### Aim of the exercise
Write out every entry below word for word, leaving nothing out.

::: Information

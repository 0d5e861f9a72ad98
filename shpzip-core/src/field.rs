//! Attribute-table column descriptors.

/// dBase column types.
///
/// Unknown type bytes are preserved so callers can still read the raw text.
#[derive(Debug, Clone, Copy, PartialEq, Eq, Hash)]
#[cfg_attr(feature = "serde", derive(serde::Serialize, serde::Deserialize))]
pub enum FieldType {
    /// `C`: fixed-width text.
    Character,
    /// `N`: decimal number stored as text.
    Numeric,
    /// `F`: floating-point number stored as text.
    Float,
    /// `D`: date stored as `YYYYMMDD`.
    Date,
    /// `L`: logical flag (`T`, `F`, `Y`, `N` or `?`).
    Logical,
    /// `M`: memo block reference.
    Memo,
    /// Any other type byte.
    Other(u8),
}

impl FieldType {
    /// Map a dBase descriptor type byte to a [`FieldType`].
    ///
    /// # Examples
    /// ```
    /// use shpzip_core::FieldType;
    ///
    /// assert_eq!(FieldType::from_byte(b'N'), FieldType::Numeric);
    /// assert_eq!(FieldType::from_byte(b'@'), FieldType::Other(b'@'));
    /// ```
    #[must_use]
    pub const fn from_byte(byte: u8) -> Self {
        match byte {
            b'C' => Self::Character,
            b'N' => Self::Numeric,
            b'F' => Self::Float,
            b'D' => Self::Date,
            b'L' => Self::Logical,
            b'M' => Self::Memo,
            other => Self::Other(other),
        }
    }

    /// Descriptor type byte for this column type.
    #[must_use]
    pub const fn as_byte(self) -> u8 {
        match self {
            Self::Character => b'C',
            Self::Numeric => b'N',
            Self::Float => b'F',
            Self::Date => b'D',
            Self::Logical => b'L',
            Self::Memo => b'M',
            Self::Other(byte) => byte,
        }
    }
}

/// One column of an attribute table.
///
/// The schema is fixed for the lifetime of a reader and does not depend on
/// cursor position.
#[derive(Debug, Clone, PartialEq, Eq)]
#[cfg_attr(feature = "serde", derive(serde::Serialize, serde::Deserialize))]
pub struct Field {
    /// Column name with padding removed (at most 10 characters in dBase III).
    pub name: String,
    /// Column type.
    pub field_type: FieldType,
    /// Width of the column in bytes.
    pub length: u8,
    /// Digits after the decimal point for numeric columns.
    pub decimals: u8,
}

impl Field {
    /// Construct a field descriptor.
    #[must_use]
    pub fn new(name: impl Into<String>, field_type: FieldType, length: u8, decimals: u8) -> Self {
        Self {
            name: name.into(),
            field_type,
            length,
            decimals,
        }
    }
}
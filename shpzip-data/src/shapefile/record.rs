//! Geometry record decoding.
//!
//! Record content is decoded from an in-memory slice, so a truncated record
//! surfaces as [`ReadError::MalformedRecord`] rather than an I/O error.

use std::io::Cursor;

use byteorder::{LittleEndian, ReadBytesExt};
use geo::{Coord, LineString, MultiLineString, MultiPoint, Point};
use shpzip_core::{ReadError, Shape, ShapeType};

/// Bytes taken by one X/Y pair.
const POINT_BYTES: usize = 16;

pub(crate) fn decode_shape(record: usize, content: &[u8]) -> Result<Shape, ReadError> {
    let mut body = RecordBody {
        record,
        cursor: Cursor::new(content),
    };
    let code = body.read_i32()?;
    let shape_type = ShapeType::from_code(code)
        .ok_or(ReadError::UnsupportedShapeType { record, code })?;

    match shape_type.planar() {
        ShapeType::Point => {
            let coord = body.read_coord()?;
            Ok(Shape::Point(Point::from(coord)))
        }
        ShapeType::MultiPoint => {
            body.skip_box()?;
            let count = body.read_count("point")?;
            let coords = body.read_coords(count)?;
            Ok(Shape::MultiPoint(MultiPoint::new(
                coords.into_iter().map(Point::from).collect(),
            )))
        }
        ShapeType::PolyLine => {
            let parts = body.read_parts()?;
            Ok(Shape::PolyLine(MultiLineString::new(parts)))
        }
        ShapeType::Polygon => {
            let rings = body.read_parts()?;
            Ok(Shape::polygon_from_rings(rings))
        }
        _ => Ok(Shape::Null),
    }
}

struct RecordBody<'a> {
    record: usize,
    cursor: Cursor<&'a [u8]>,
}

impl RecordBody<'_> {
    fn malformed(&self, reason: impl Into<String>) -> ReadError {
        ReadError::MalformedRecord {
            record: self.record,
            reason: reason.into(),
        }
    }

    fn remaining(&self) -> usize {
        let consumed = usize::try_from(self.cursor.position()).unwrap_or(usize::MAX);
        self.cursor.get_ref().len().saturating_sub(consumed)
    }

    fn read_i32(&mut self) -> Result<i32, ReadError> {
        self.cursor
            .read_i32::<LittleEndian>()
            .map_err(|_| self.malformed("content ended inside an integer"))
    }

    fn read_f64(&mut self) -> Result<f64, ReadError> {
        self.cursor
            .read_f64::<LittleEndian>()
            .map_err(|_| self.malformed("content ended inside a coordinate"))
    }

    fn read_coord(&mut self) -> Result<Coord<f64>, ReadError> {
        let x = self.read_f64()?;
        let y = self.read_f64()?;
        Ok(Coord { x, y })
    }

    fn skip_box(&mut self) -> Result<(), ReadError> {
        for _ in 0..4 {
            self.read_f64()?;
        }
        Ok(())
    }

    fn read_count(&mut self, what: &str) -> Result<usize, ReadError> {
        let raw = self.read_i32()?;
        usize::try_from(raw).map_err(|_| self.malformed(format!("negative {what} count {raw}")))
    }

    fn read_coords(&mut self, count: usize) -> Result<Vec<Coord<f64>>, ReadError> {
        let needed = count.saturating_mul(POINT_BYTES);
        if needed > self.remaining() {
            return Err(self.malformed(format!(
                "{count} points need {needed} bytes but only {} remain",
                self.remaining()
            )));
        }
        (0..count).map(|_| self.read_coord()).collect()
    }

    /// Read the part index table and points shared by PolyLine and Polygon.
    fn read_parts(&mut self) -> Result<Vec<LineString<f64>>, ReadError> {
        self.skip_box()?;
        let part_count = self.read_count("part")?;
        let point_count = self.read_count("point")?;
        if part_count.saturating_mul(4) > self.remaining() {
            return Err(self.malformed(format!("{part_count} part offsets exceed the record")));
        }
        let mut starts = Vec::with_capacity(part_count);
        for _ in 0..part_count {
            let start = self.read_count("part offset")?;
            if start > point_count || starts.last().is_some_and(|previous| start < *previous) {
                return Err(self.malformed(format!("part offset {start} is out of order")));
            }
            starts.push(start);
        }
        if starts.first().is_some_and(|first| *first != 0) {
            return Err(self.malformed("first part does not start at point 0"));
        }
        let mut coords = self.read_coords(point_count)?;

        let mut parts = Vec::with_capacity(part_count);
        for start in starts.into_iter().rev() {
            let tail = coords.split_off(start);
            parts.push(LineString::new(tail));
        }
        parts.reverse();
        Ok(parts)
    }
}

::::::

### Solution
repository 0d5e861f9a72ad98
filename shpzip-core/src/field.rs
//! Attribute-table column descriptors.

/// dBase column types.
///
/// Unknown type bytes are preserved so callers can still read the raw text.
#[derive(Debug, Clone, Copy, PartialEq, Eq, Hash)]
#[cfg_attr(feature = "serde", derive(serde::Serialize, serde::Deserialize))]
pub enum FieldType {
    /// `C`: fixed-width text.
    Character,
    /// `N`: decimal number stored as text.
    Numeric,
    /// `F`: floating-point number stored as text.
    Float,
    /// `D`: date stored as `YYYYMMDD`.
    Date,
    /// `L`: logical flag (`T`, `F`, `Y`, `N` or `?`).
    Logical,
    /// `M`: memo block reference.
    Memo,
    /// Any other type byte.
    Other(u8),
}

impl FieldType {
    /// Map a dBase descriptor type byte to a [`FieldType`].
    ///
    /// # Examples
    /// ```
    /// use shpzip_core::FieldType;
    ///
    /// assert_eq!(FieldType::from_byte(b'N'), FieldType::Numeric);
    /// assert_eq!(FieldType::from_byte(b'@'), FieldType::Other(b'@'));
    /// ```
    #[must_use]
    pub const fn from_byte(byte: u8) -> Self {
        match byte {
            b'C' => Self::Character,
            b'N' => Self::Numeric,
            b'F' => Self::Float,
            b'D' => Self::Date,
            b'L' => Self::Logical,
            b'M' => Self::Memo,
            other => Self::Other(other),
        }
    }

    /// Descriptor type byte for this column type.
    #[must_use]
    pub const fn as_byte(self) -> u8 {
        match self {
            Self::Character => b'C',
            Self::Numeric => b'N',
            Self::Float => b'F',
            Self::Date => b'D',
            Self::Logical => b'L',
            Self::Memo => b'M',
            Self::Other(byte) => byte,
        }
    }
}

/// One column of an attribute table.
///
/// The schema is fixed for the lifetime of a reader and does not depend on
/// cursor position.
#[derive(Debug, Clone, PartialEq, Eq)]
#[cfg_attr(feature = "serde", derive(serde::Serialize, serde::Deserialize))]
pub struct Field {
    /// Column name with padding removed (at most 10 characters in dBase III).
    pub name: String,
    /// Column type.
    pub field_type: FieldType,
    /// Width of the column in bytes.
    pub length: u8,
    /// Digits after the decimal point for numeric columns.
    pub decimals: u8,
}

impl Field {
    /// Construct a field descriptor.
    #[must_use]
    pub fn new(name: impl Into<String>, field_type: FieldType, length: u8, decimals: u8) -> Self {
        Self {
            name: name.into(),
            field_type,
            length,
            decimals,
        }
    }
}
filename shpzip-data/src/shapefile/record.rs
//! Geometry record decoding.
//!
//! Record content is decoded from an in-memory slice, so a truncated record
//! surfaces as [`ReadError::MalformedRecord`] rather than an I/O error.

use std::io::Cursor;

use byteorder::{LittleEndian, ReadBytesExt};
use geo::{Coord, LineString, MultiLineString, MultiPoint, Point};
use shpzip_core::{ReadError, Shape, ShapeType};

/// Bytes taken by one X/Y pair.
const POINT_BYTES: usize = 16;

pub(crate) fn decode_shape(record: usize, content: &[u8]) -> Result<Shape, ReadError> {
    let mut body = RecordBody {
        record,
        cursor: Cursor::new(content),
    };
    let code = body.read_i32()?;
    let shape_type = ShapeType::from_code(code)
        .ok_or(ReadError::UnsupportedShapeType { record, code })?;

    match shape_type.planar() {
        ShapeType::Point => {
            let coord = body.read_coord()?;
            Ok(Shape::Point(Point::from(coord)))
        }
        ShapeType::MultiPoint => {
            body.skip_box()?;
            let count = body.read_count("point")?;
            let coords = body.read_coords(count)?;
            Ok(Shape::MultiPoint(MultiPoint::new(
                coords.into_iter().map(Point::from).collect(),
            )))
        }
        ShapeType::PolyLine => {
            let parts = body.read_parts()?;
            Ok(Shape::PolyLine(MultiLineString::new(parts)))
        }
        ShapeType::Polygon => {
            let rings = body.read_parts()?;
            Ok(Shape::polygon_from_rings(rings))
        }
        _ => Ok(Shape::Null),
    }
}

struct RecordBody<'a> {
    record: usize,
    cursor: Cursor<&'a [u8]>,
}

impl RecordBody<'_> {
    fn malformed(&self, reason: impl Into<String>) -> ReadError {
        ReadError::MalformedRecord {
            record: self.record,
            reason: reason.into(),
        }
    }

    fn remaining(&self) -> usize {
        let consumed = usize::try_from(self.cursor.position()).unwrap_or(usize::MAX);
        self.cursor.get_ref().len().saturating_sub(consumed)
    }

    fn read_i32(&mut self) -> Result<i32, ReadError> {
        self.cursor
            .read_i32::<LittleEndian>()
            .map_err(|_| self.malformed("content ended inside an integer"))
    }

    fn read_f64(&mut self) -> Result<f64, ReadError> {
        self.cursor
            .read_f64::<LittleEndian>()
            .map_err(|_| self.malformed("content ended inside a coordinate"))
    }

    fn read_coord(&mut self) -> Result<Coord<f64>, ReadError> {
        let x = self.read_f64()?;
        let y = self.read_f64()?;
        Ok(Coord { x, y })
    }

    fn skip_box(&mut self) -> Result<(), ReadError> {
        for _ in 0..4 {
            self.read_f64()?;
        }
        Ok(())
    }

    fn read_count(&mut self, what: &str) -> Result<usize, ReadError> {
        let raw = self.read_i32()?;
        usize::try_from(raw).map_err(|_| self.malformed(format!("negative {what} count {raw}")))
    }

    fn read_coords(&mut self, count: usize) -> Result<Vec<Coord<f64>>, ReadError> {
        let needed = count.saturating_mul(POINT_BYTES);
        if needed > self.remaining() {
            return Err(self.malformed(format!(
                "{count} points need {needed} bytes but only {} remain",
                self.remaining()
            )));
        }
        (0..count).map(|_| self.read_coord()).collect()
    }

    /// Read the part index table and points shared by PolyLine and Polygon.
    fn read_parts(&mut self) -> Result<Vec<LineString<f64>>, ReadError> {
        self.skip_box()?;
        let part_count = self.read_count("part")?;
        let point_count = self.read_count("point")?;
        if part_count.saturating_mul(4) > self.remaining() {
            return Err(self.malformed(format!("{part_count} part offsets exceed the record")));
        }
        let mut starts = Vec::with_capacity(part_count);
        for _ in 0..part_count {
            let start = self.read_count("part offset")?;
            if start > point_count || starts.last().is_some_and(|previous| start < *previous) {
                return Err(self.malformed(format!("part offset {start} is out of order")));
            }
            starts.push(start);
        }
        if starts.first().is_some_and(|first| *first != 0) {
            return Err(self.malformed("first part does not start at point 0"));
        }
        let mut coords = self.read_coords(point_count)?;

        let mut parts = Vec::with_capacity(part_count);
        for start in starts.into_iter().rev() {
            let tail = coords.split_off(start);
            parts.push(LineString::new(tail));
        }
        parts.reverse();
        Ok(parts)
    }
}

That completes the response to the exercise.